Stored data
- - - -
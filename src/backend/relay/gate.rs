/**
 * Authorization Gate
 *
 * Decides, per message, whether a sender may reach a recipient. The only
 * rule is that the pair must be linked in the friend graph; the link is
 * symmetric.
 *
 * The gate fails closed: if the graph cannot be queried the message is
 * treated as unauthorized.
 */

use std::sync::Arc;

use crate::backend::relay::collaborators::RelationshipGraph;
use crate::shared::UserIdentity;

#[derive(Clone)]
pub struct AuthorizationGate {
    graph: Arc<dyn RelationshipGraph>,
}

impl AuthorizationGate {
    pub fn new(graph: Arc<dyn RelationshipGraph>) -> Self {
        Self { graph }
    }

    pub async fn is_authorized(&self, sender: &UserIdentity, recipient: &UserIdentity) -> bool {
        match self.graph.linked(sender, recipient).await {
            Ok(linked) => linked,
            Err(e) => {
                tracing::error!(
                    "[Relay] Relationship lookup failed for {} -> {}: {}",
                    sender,
                    recipient,
                    e
                );
                false
            }
        }
    }
}
//! Test suite for callrelay
//!
//! This module organizes all tests

pub mod common;
#[cfg(feature = "ssr")]
pub mod integration;
pub mod property;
- - - -
▸ PROBLEM DESCRIPTION
Restate verbatim the first line above and all lines after it through the line containing "pub async fn"; omit the rest.

▸ EXPECTED OUTPUT
filename src/backend/relay/gate.rs
/**
 * Authorization Gate
 *
 * Decides, per message, whether a sender may reach a recipient. The only
 * rule is that the pair must be linked in the friend graph; the link is
 * symmetric.
 *
 * The gate fails closed: if the graph cannot be queried the message is
 * treated as unauthorized.
 */

use std::sync::Arc;

use crate::backend::relay::collaborators::RelationshipGraph;
use crate::shared::UserIdentity;

#[derive(Clone)]
pub struct AuthorizationGate {
    graph: Arc<dyn RelationshipGraph>,
}

impl AuthorizationGate {
    pub fn new(graph: Arc<dyn RelationshipGraph>) -> Self {
        Self { graph }
    }

    pub async fn is_authorized(&self, sender: &UserIdentity, recipient: &UserIdentity) -> bool {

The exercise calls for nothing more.